Émotion, transmission et ambition
Le concours prône trois valeurs que partage la chanteuse d'opéra : l'émotion, la transmission et l'ambition.
"L'émotion est le but même du métier. Si on ne transmet pas d'émotion, c'est qu'on n'est pas bon. Il ne faut pas avoir peur de ce qu'on exprime et de ce que l'on ressent sur scène. Il faut être honnête envers ses émotions".
Pour elle, la transmission est essentielle et innée chez certaines personnes. "Apprendre à communiquer ses émotions, à partager, à donner à son public est très difficile". Pour l'artiste, la transmission est comme un superpouvoir. Le public aime un chanteur pour ce qu'il donne.
En revanche, l'ambition est subjective.
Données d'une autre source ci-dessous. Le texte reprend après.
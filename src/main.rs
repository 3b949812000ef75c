//! ps-census - version 0.1.0
//!
//! Periodic per-process cgroup and memory census with tracing logging.
//! This is the main entry point that wires the scanner, queue and sink
//! together and handles subcommands.

mod cli;
mod commands;
mod config;
mod startup_checks;

use clap::Parser;
use ps_census::pipeline::{census_channel, drain, CensusPipeline, DrainStats};
use ps_census::process::ProcessScanner;
use ps_census::sink::open_sink;
use std::sync::mpsc as std_mpsc;
use std::thread;
use tokio::signal;
use tracing::{error, info, warn, Level};

use cli::{Args, Commands, LogLevel};
use commands::{command_check, command_config, command_scan};
use config::{resolve_config, show_config, validate_effective_config, Config};

/// Initializes tracing logging subsystem with configured log level.
fn setup_logging(args: &Args) {
    let log_level = match args.log_level {
        LogLevel::Off => Level::ERROR,
        LogLevel::Error => Level::ERROR,
        LogLevel::Warn => Level::WARN,
        LogLevel::Info => Level::INFO,
        LogLevel::Debug => Level::DEBUG,
        LogLevel::Trace => Level::TRACE,
    };

    let subscriber = tracing_subscriber::fmt()
        .with_max_level(log_level)
        .with_target(true)
        .with_thread_ids(false)
        .with_file(true)
        .with_line_number(true)
        .finish();

    tracing::subscriber::set_global_default(subscriber).expect("Failed to set tracing subscriber");

    info!("Logging initialized with level: {:?}", args.log_level);
}

/// Helper function to load and validate configuration.
/// Exits the process with error code 1 if validation fails.
fn load_validated_config(args: &Args) -> Result<Config, Box<dyn std::error::Error>> {
    let config = resolve_config(args)?;
    if let Err(e) = validate_effective_config(&config) {
        eprintln!("❌ Configuration invalid: {}", e);
        std::process::exit(1);
    }
    Ok(config)
}

/// Resolves on SIGINT or SIGTERM.
async fn shutdown_signal() {
    let ctrl_c = async {
        signal::ctrl_c()
            .await
            .expect("Failed to install Ctrl+C handler");
    };

    #[cfg(unix)]
    let terminate = async {
        signal::unix::signal(signal::unix::SignalKind::terminate())
            .expect("Failed to install signal handler")
            .recv()
            .await;
    };

    #[cfg(not(unix))]
    let terminate = std::future::pending::<()>();

    tokio::select! {
        _ = ctrl_c => {
            info!("Received SIGINT (Ctrl+C), shutting down gracefully...");
        }
        _ = terminate => {
            info!("Received SIGTERM, shutting down gracefully...");
        }
    }
}

/// Main application entry point.
#[tokio::main]
async fn main() -> Result<(), Box<dyn std::error::Error>> {
    let args = Args::parse();

    // Early config resolution for show/check modes
    if args.show_config || args.check_config {
        let config = resolve_config(&args)?;

        if args.check_config {
            if let Err(e) = validate_effective_config(&config) {
                eprintln!("❌ Configuration invalid: {}", e);
                std::process::exit(1);
            }
            println!("✅ Configuration is valid");
            return Ok(());
        }

        return show_config(&config, args.config_format.clone());
    }

    // Handle subcommands
    if let Some(command) = &args.command {
        if let Commands::Config {
            output,
            format,
            commented,
        } = command
        {
            return command_config(output.clone(), format.clone(), *commented);
        }

        let config = load_validated_config(&args)?;

        return match command {
            Commands::Check => command_check(&config),
            Commands::Scan {
                format,
                limit,
                verbose,
            } => command_scan(format.clone(), *limit, *verbose, &config),
            Commands::Config { .. } => unreachable!("Config handled above"),
        };
    }

    let config = load_validated_config(&args)?;

    setup_logging(&args);

    info!(
        "Starting ps-census {} (built {})",
        env!("CARGO_PKG_VERSION"),
        env!("VERGEN_BUILD_TIMESTAMP")
    );

    let options = config.scanner_options();
    if let Err(e) = startup_checks::validate_requirements(&options.root) {
        error!("❌ Startup validation failed: {}", e);
        error!("   The census will start but records may be incomplete!");
        // Continue anyway - don't fail hard
    }

    let hostname = config.effective_hostname()?;
    let interval = config.poll_interval();

    // Setup failures are fatal before the first cycle
    let scanner = ProcessScanner::new(options).map_err(|e| {
        error!("{}", e);
        e
    })?;
    let mut sink = open_sink(&config.sink_settings()).map_err(|e| {
        error!("{}", e);
        e
    })?;

    info!(
        "Reporting as '{}', poll interval {}s, queue capacity {}",
        hostname,
        interval.as_secs(),
        config.queue_capacity()
    );

    let (publisher, mut rx) = census_channel(config.queue_capacity());
    let (stop_tx, stop_rx) = std_mpsc::channel::<()>();

    let pipeline = CensusPipeline::new(scanner, interval);
    let producer = thread::Builder::new()
        .name("census-producer".into())
        .spawn(move || pipeline.run(publisher, stop_rx))?;

    let mut consumer = tokio::task::spawn_blocking(move || {
        let stats = drain(&mut rx, &mut sink, &hostname);
        if let Err(e) = sink.close() {
            warn!("Failed to close sink: {}", e);
        }
        stats
    });

    let stats: DrainStats = tokio::select! {
        joined = &mut consumer => joined?,
        _ = shutdown_signal() => {
            // The producer finishes its cycle, then the consumer drains the rest
            let _ = stop_tx.send(());
            consumer.await?
        }
    };

    if producer.join().is_err() {
        error!("Census producer thread panicked");
    }

    info!(
        "ps-census stopped: {} records written, {} write failures, {} process failures, {} scan failures",
        stats.written, stats.write_failures, stats.process_failures, stats.scan_failures
    );
    Ok(())
}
Elle l'explique par l'idée du rêve que chacun a en soi. Un rêve qui est difficile à atteindre et qui mérite du travail. Elle utilise la métaphore suivante : "Si une porte est fermée, il faut travailler et se préparer, car d'autres portes vous attendent. Une fois ouverte, il faut cependant être prêt et il ne faut pas avoir peur".
Cette première édition du "Sumi Jo International Singing Competition" est une réussite. Pour le moment, trois Français sont en finale. L'idée serait de retrouver le concours tous les deux ans et de proposer un événement culturel, au château, entre-temps.